Other contenders Oct. 22 included:
-- Army Spc. Jacob Mitchell who lost to bronze-medalist Zhiwei Deng of China, 7-1, during the first round of the men’s freestyle 125 kg competition;
-- Army Spc. Arena Villaescusa who fell to bronze-medalist Milana Dadsheva of Russia, 12-6, in her women’s freestyle 53 kg match;
-- Army Sgt. Lucas Sheridan, who after a first-round bye in the men’s freestyle 97 kg competition, lost to Algeria’s Mohammed Fardj.
Despite these loses, the team’s coach Army Staff Sgt. Spenser Mango said, “The team’s performance and their effort level was outstanding. Some of the things we need to work on though are our match strategy – knowing the situation for each match, finding the right position and how to stay in that position. Overall, I think we had a good showing and I’m very proud of how the team wrestled.”
On the third day of wrestling, four more U.S. athletes took to the mat beginning with Army Sgt. Ellis Coleman in the Greco-Roman 67 kg competition, who beat North Korea’s Jin Chol Pang, 9-0 in his first match. His second match placed Coleman against Brazil’s Joilson Junior for a grueling battle where he came up short, 4-3
“I hate losing, but I think the small mental mistakes that I made to let him get back into position to get points is 100% my fault and responsibility,” explained Coleman. “I’m going to see him again in order to make the Olympic team so I’ll need to wrestle him again so that I can qualify. My goal is to capitalize on what I’ve learned from my mistakes and not make them again.”
Later matches included Army Pfc. Nahiela Magee, who battled against the Ukraine’s Titiana Rizhko in the women’s freestyle 68 kg match, falling 2-0, and Army Spc. Randyll Beltz, who lost her women’s freestyle 76 kg match against France’s Koumba Larroque, 4-0.
After winning two matches – first against Algeria’s Abdennour Laouni, 11-1, and then versus China’s Walihan Sailike, 4-1, Army Sgt. Ildar Hafizov seemed likely to contend for gold during the men’s Greco-Roman 60 kg competition, but he lost to North Korea’s Ung Se Ri in the semi-final round, 7-1, before beating Armenia’s Tigran Minasyan, 8-0, for the bronze medal.
“I think in order to perform better, we need more camps against foreign militaries,” said Hafizov. “In the U.S. we all know each other. You already know what they’re going to do and they know what you’re doing so no one can score. Overall, I think we need that so we can start growing and get more experience.”
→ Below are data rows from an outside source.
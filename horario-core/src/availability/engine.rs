//! The availability engine.

use chrono::{DateTime, Datelike, Days, FixedOffset, NaiveDate, Utc};
use tracing::{debug, trace};

use crate::domain::{DaySchedule, TimeOfDay, Weekday, WeeklySchedule};
use crate::holidays::HolidayCalendar;

/// Fixed UTC offset for America/Lima. Peru does not observe daylight
/// saving, so a constant offset suffices; this is the single seam to
/// change for real timezone support.
pub const LIMA_UTC_OFFSET_HOURS: i32 = -5;

/// Bound on the next-opening forward scan, in days. An all-closed
/// schedule yields `None` instead of scanning forever.
pub const SEARCH_HORIZON_DAYS: u64 = 14;

/// The Lima offset as a chrono [`FixedOffset`].
pub fn lima_offset() -> FixedOffset {
    FixedOffset::east_opt(LIMA_UTC_OFFSET_HOURS * 3600).expect("offset is in range")
}

/// The current instant, as read off a Lima wall clock.
pub fn now_local() -> DateTime<FixedOffset> {
    Utc::now().with_timezone(&lima_offset())
}

/// Availability snapshot for one entity at one instant.
///
/// Derived on demand from the schedule and calendar; never stored.
#[derive(Debug, Clone, PartialEq, Eq)]
pub struct AvailabilityStatus {
    pub is_open: bool,
    pub next_open: Option<DateTime<Utc>>,
    pub is_holiday: bool,
    pub holiday_name: Option<String>,
    pub evaluated_at: DateTime<Utc>,
}

/// Stateless availability queries over a weekly schedule.
///
/// The holiday calendar is injected at construction, so swapping the
/// table (e.g. per country) does not touch query logic. All methods are
/// pure; concurrent callers need no coordination.
///
/// # Examples
///
/// ```
/// use chrono::{TimeZone, Utc};
/// use horario_core::availability::AvailabilityEngine;
/// use horario_core::domain::WeeklySchedule;
/// use horario_core::holidays::peru_holidays;
///
/// let engine = AvailabilityEngine::new(peru_holidays());
/// let schedule = WeeklySchedule::default();
///
/// // Wednesday 2025-03-12 09:30 in Lima is 14:30 UTC.
/// let at = Utc.with_ymd_and_hms(2025, 3, 12, 14, 30, 0).unwrap();
/// assert!(engine.is_open_at(&schedule, at));
/// ```
#[derive(Debug, Clone)]
pub struct AvailabilityEngine {
    calendar: HolidayCalendar,
}

impl AvailabilityEngine {
    /// Create an engine over the given holiday calendar.
    pub fn new(calendar: HolidayCalendar) -> Self {
        Self { calendar }
    }

    /// The injected calendar.
    pub fn calendar(&self) -> &HolidayCalendar {
        &self.calendar
    }

    /// Is the entity open at `at`? Holidays count as closed.
    pub fn is_open_at(&self, schedule: &WeeklySchedule, at: DateTime<Utc>) -> bool {
        self.open_at(schedule, at, true)
    }

    /// Like [`AvailabilityEngine::is_open_at`], but treats holidays as
    /// ordinary days.
    pub fn is_open_at_ignoring_holidays(
        &self,
        schedule: &WeeklySchedule,
        at: DateTime<Utc>,
    ) -> bool {
        self.open_at(schedule, at, false)
    }

    fn open_at(&self, schedule: &WeeklySchedule, at: DateTime<Utc>, respect_holidays: bool) -> bool {
        let local = at.with_timezone(&lima_offset());
        let date = local.date_naive();

        if respect_holidays && self.calendar.is_holiday(date) {
            return false;
        }

        let day = schedule.day(Weekday::from(date.weekday()));
        if !day.is_open() {
            return false;
        }

        let time = TimeOfDay::from_naive(local.time());
        day.slots().iter().any(|slot| slot.contains(time))
    }

    /// The first instant after `at` when the entity opens.
    ///
    /// Scans forward day by day up to [`SEARCH_HORIZON_DAYS`]. On the
    /// starting day only slot starts strictly later than `at`'s local
    /// time-of-day qualify; on later days the earliest slot start of
    /// the first open, non-holiday day wins. Returns `None` when
    /// nothing opens within the horizon.
    pub fn next_open_time(
        &self,
        schedule: &WeeklySchedule,
        at: DateTime<Utc>,
    ) -> Option<DateTime<Utc>> {
        let local = at.with_timezone(&lima_offset());
        let from_date = local.date_naive();
        let from_time = TimeOfDay::from_naive(local.time());

        for offset in 0..SEARCH_HORIZON_DAYS {
            let Some(date) = from_date.checked_add_days(Days::new(offset)) else {
                break;
            };

            let day = schedule.day(Weekday::from(date.weekday()));
            if !day.is_open() {
                continue;
            }
            if self.calendar.is_holiday(date) {
                trace!(date = %date, "skipping holiday");
                continue;
            }

            let first_start = day
                .slots()
                .iter()
                .map(|slot| slot.start())
                .filter(|&start| offset > 0 || start > from_time)
                .min();
            if let Some(start) = first_start {
                debug!(date = %date, start = %start, "next opening found");
                return Some(to_instant(date, start));
            }
        }

        debug!(horizon_days = SEARCH_HORIZON_DAYS, "no opening within horizon");
        None
    }

    /// Availability snapshot at `at`: open flag, next opening, and
    /// holiday information, all derived fresh.
    pub fn status(&self, schedule: &WeeklySchedule, at: DateTime<Utc>) -> AvailabilityStatus {
        let date = at.with_timezone(&lima_offset()).date_naive();
        let holiday_name = self.calendar.holiday_name(date).map(str::to_owned);
        AvailabilityStatus {
            is_open: self.is_open_at(schedule, at),
            next_open: self.next_open_time(schedule, at),
            is_holiday: holiday_name.is_some(),
            holiday_name,
            evaluated_at: at,
        }
    }

    /// The day record for `at`'s local date.
    pub fn today_schedule<'a>(
        &self,
        schedule: &'a WeeklySchedule,
        at: DateTime<Utc>,
    ) -> &'a DaySchedule {
        let date = at.with_timezone(&lima_offset()).date_naive();
        schedule.day(Weekday::from(date.weekday()))
    }
}

/// Interpret a local Lima date and time as a UTC instant.
fn to_instant(date: NaiveDate, time: TimeOfDay) -> DateTime<Utc> {
    date.and_time(time.to_naive())
        .and_local_timezone(lima_offset())
        .single()
        .expect("fixed offsets map local times unambiguously")
        .with_timezone(&Utc)
}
The last day of wrestling events concluded with the U.S. wrestling team taking to the mat for men’s Greco-Roman 130 kg and 97 kg matches. After a bye in the first round of the 130 km competition, Army 1st Lt. Toby Erickson lost to Belarus’ Pavel Rudakou, 4-3.
Marine Corps Capt. Daniel Miller beat Kazakhstan’s Islam Umayev, 6-0, in his first 97 kg match, but lost to Germany’s Oliver Hassler, 2-1 in the round of 16.
Overall, the wrestling team took home one silver medal and two bronze for the United States at this year’s CISM Military World Games.